WHAT THE TASK REQUIRES. Each entry in this listing needs to be written out again, word for word.

AVAILABLE RECORDS.
○ ○ ○

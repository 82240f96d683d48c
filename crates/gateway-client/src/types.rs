//! Request and response types for the gateway API.

use serde::{Deserialize, Serialize};
use serde_json::Value;


// ============================================================================
// Health
// ============================================================================

/// Health check response.
#[derive(Debug, Clone, Serialize, Deserialize)]
pub struct HealthResponse {
    /// Service status.
    pub status: String,
    /// Service version.
    pub version: String,
}

// ============================================================================
// Signals
// ============================================================================

/// Lifecycle state of a parsing task.
#[derive(Debug, Clone, Copy, PartialEq, Eq, Serialize, Deserialize)]
#[serde(rename_all = "lowercase")]
pub enum TaskStatus {
    /// Waiting in the queue.
    Queued,
    /// Picked up by the worker.
    Processing,
    /// Finished successfully.
    Completed,
    /// Finished with an error.
    Failed,
}

impl TaskStatus {
    /// Whether no further transition is possible.
    #[must_use]
    pub fn is_terminal(&self) -> bool {
        matches!(self, Self::Completed | Self::Failed)
    }
}

impl std::fmt::Display for TaskStatus {
    fn fmt(&self, f: &mut std::fmt::Formatter<'_>) -> std::fmt::Result {
        match self {
            Self::Queued => write!(f, "queued"),
            Self::Processing => write!(f, "processing"),
            Self::Completed => write!(f, "completed"),
            Self::Failed => write!(f, "failed"),
        }
    }
}

/// Request to parse a signal.
#[derive(Debug, Clone, Serialize, Deserialize)]
pub struct SubmitSignalRequest {
    /// Optional caller-chosen task id.
    #[serde(default, skip_serializing_if = "Option::is_none")]
    pub task_id: Option<String>,
    /// Signal payload.
    pub payload: Value,
}

/// Response for an accepted signal.
#[derive(Debug, Clone, Serialize, Deserialize)]
pub struct SubmitSignalResponse {
    /// Task identifier to poll.
    pub task_id: String,
    /// Status at submission time.
    pub status: TaskStatus,
    /// Path at which the task can be polled.
    pub poll_url: String,
}

/// Current or final state of a task.
#[derive(Debug, Clone, Serialize, Deserialize)]
pub struct TaskResult {
    /// Task identifier.
    pub task_id: String,
    /// Lifecycle state.
    pub status: TaskStatus,
    /// Submission time (RFC 3339).
    pub submitted_at: String,
    /// Time the worker picked the task up.
    #[serde(default)]
    pub started_at: Option<String>,
    /// Time the task finished.
    #[serde(default)]
    pub completed_at: Option<String>,
    /// Parser output.
    #[serde(default)]
    pub result: Option<Value>,
    /// Failure description.
    #[serde(default)]
    pub error: Option<String>,
    /// Whether the task succeeded.
    #[serde(default)]
    pub success: Option<bool>,
}

/// Task processor statistics.
#[derive(Debug, Clone, Serialize, Deserialize)]
pub struct SignalStatsResponse {
    /// Tasks waiting to be processed.
    pub queued: usize,
    /// Tasks being processed.
    pub processing: usize,
    /// Tasks completed successfully.
    pub completed: usize,
    /// Tasks that failed.
    pub failed: usize,
    /// Tasks buffered in the queue.
    pub queue_depth: usize,
    /// Queue capacity.
    pub queue_capacity: usize,
    /// Whether the worker is running.
    pub running: bool,
    /// Result retention in hours.
    pub max_age_hours: u64,
}

// ============================================================================
// Rate Limits
// ============================================================================

/// A rate limit rule.
#[derive(Debug, Clone, Copy, PartialEq, Eq, Serialize, Deserialize)]
pub struct RuleConfig {
    /// Requests allowed per window.
    pub max_requests: u32,
    /// Window length in seconds.
    pub window_seconds: u64,
    /// Burst allowance.
    #[serde(default, skip_serializing_if = "Option::is_none")]
    pub burst: Option<u32>,
}

/// A route pattern bound to a rule.
#[derive(Debug, Clone, PartialEq, Eq, Serialize, Deserialize)]
pub struct RouteRuleConfig {
    /// Path pattern.
    pub pattern: String,
    /// Requests allowed per window.
    pub max_requests: u32,
    /// Window length in seconds.
    pub window_seconds: u64,
    /// Burst allowance.
    #[serde(default, skip_serializing_if = "Option::is_none")]
    pub burst: Option<u32>,
}

impl RouteRuleConfig {
    /// Creates a route rule without an explicit burst.
    #[must_use]
    pub fn new(pattern: &str, max_requests: u32, window_seconds: u64) -> Self {
        Self {
            pattern: pattern.to_string(),
            max_requests,
            window_seconds,
            burst: None,
        }
    }
}

/// Active rate limit configuration.
#[derive(Debug, Clone, Serialize, Deserialize)]
pub struct RateLimitRulesResponse {
    /// Whether rate limiting is enabled.
    pub enabled: bool,
    /// Rule applied when no route matches.
    pub default_rule: RuleConfig,
    /// Per-route rules.
    pub routes: Vec<RouteRuleConfig>,
    /// Number of tracked buckets.
    pub tracked_buckets: usize,
}

/// Request to replace the rule table.
#[derive(Debug, Clone, Serialize, Deserialize)]
pub struct ReplaceRateLimitsRequest {
    /// New default rule, if it should change.
    #[serde(default, skip_serializing_if = "Option::is_none")]
    pub default_rule: Option<RuleConfig>,
    /// Complete new route table.
    pub routes: Vec<RouteRuleConfig>,
}

/// Body of a 429 response.
#[derive(Debug, Clone, Serialize, Deserialize)]
pub struct RateLimitErrorResponse {
    /// Error kind.
    pub error: String,
    /// Human-readable explanation.
    pub message: String,
    /// Seconds until the client may retry.
    pub retry_after: u64,
}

○ ○ ○

RESPONSE BOX.
repository 82240f96d683d48c
filename crates/gateway-client/src/types.rs
//! Request and response types for the gateway API.

use serde::{Deserialize, Serialize};
use serde_json::Value;


// ============================================================================
// Health
// ============================================================================

/// Health check response.
#[derive(Debug, Clone, Serialize, Deserialize)]
pub struct HealthResponse {
    /// Service status.
    pub status: String,
    /// Service version.
    pub version: String,
}

// ============================================================================
// Signals
// ============================================================================

/// Lifecycle state of a parsing task.
#[derive(Debug, Clone, Copy, PartialEq, Eq, Serialize, Deserialize)]
#[serde(rename_all = "lowercase")]
pub enum TaskStatus {
    /// Waiting in the queue.
    Queued,
    /// Picked up by the worker.
    Processing,
    /// Finished successfully.
    Completed,
    /// Finished with an error.
    Failed,
}

impl TaskStatus {
    /// Whether no further transition is possible.
    #[must_use]
    pub fn is_terminal(&self) -> bool {
        matches!(self, Self::Completed | Self::Failed)
    }
}

impl std::fmt::Display for TaskStatus {
    fn fmt(&self, f: &mut std::fmt::Formatter<'_>) -> std::fmt::Result {
        match self {
            Self::Queued => write!(f, "queued"),
            Self::Processing => write!(f, "processing"),
            Self::Completed => write!(f, "completed"),
            Self::Failed => write!(f, "failed"),
        }
    }
}

/// Request to parse a signal.
#[derive(Debug, Clone, Serialize, Deserialize)]
pub struct SubmitSignalRequest {
    /// Optional caller-chosen task id.
    #[serde(default, skip_serializing_if = "Option::is_none")]
    pub task_id: Option<String>,
    /// Signal payload.
    pub payload: Value,
}

/// Response for an accepted signal.
#[derive(Debug, Clone, Serialize, Deserialize)]
pub struct SubmitSignalResponse {
    /// Task identifier to poll.
    pub task_id: String,
    /// Status at submission time.
    pub status: TaskStatus,
    /// Path at which the task can be polled.
    pub poll_url: String,
}

/// Current or final state of a task.
#[derive(Debug, Clone, Serialize, Deserialize)]
pub struct TaskResult {
    /// Task identifier.
    pub task_id: String,
    /// Lifecycle state.
    pub status: TaskStatus,
    /// Submission time (RFC 3339).
    pub submitted_at: String,
    /// Time the worker picked the task up.
    #[serde(default)]
    pub started_at: Option<String>,
    /// Time the task finished.
    #[serde(default)]
    pub completed_at: Option<String>,
    /// Parser output.
    #[serde(default)]
    pub result: Option<Value>,
    /// Failure description.
    #[serde(default)]
    pub error: Option<String>,
    /// Whether the task succeeded.
    #[serde(default)]
    pub success: Option<bool>,
}

/// Task processor statistics.
#[derive(Debug, Clone, Serialize, Deserialize)]
pub struct SignalStatsResponse {
    /// Tasks waiting to be processed.
    pub queued: usize,
    /// Tasks being processed.
    pub processing: usize,
    /// Tasks completed successfully.
    pub completed: usize,
    /// Tasks that failed.
    pub failed: usize,
    /// Tasks buffered in the queue.
    pub queue_depth: usize,
    /// Queue capacity.
    pub queue_capacity: usize,
    /// Whether the worker is running.
    pub running: bool,
    /// Result retention in hours.
    pub max_age_hours: u64,
}

// ============================================================================
// Rate Limits
// ============================================================================

/// A rate limit rule.
#[derive(Debug, Clone, Copy, PartialEq, Eq, Serialize, Deserialize)]
pub struct RuleConfig {
    /// Requests allowed per window.
    pub max_requests: u32,
    /// Window length in seconds.
    pub window_seconds: u64,
    /// Burst allowance.
    #[serde(default, skip_serializing_if = "Option::is_none")]
    pub burst: Option<u32>,
}

/// A route pattern bound to a rule.
#[derive(Debug, Clone, PartialEq, Eq, Serialize, Deserialize)]
pub struct RouteRuleConfig {
    /// Path pattern.
    pub pattern: String,
    /// Requests allowed per window.
    pub max_requests: u32,
    /// Window length in seconds.
    pub window_seconds: u64,
    /// Burst allowance.
    #[serde(default, skip_serializing_if = "Option::is_none")]
    pub burst: Option<u32>,
}

impl RouteRuleConfig {
    /// Creates a route rule without an explicit burst.
    #[must_use]
    pub fn new(pattern: &str, max_requests: u32, window_seconds: u64) -> Self {
        Self {
            pattern: pattern.to_string(),
            max_requests,
            window_seconds,
            burst: None,
        }
    }
}

/// Active rate limit configuration.
#[derive(Debug, Clone, Serialize, Deserialize)]
pub struct RateLimitRulesResponse {
    /// Whether rate limiting is enabled.
    pub enabled: bool,
    /// Rule applied when no route matches.
    pub default_rule: RuleConfig,
    /// Per-route rules.
    pub routes: Vec<RouteRuleConfig>,
    /// Number of tracked buckets.
    pub tracked_buckets: usize,
}

/// Request to replace the rule table.
#[derive(Debug, Clone, Serialize, Deserialize)]
pub struct ReplaceRateLimitsRequest {
    /// New default rule, if it should change.
    #[serde(default, skip_serializing_if = "Option::is_none")]
    pub default_rule: Option<RuleConfig>,
    /// Complete new route table.
    pub routes: Vec<RouteRuleConfig>,
}

/// Body of a 429 response.
#[derive(Debug, Clone, Serialize, Deserialize)]
pub struct RateLimitErrorResponse {
    /// Error kind.
    pub error: String,
    /// Human-readable explanation.
    pub message: String,
    /// Seconds until the client may retry.
    pub retry_after: u64,
}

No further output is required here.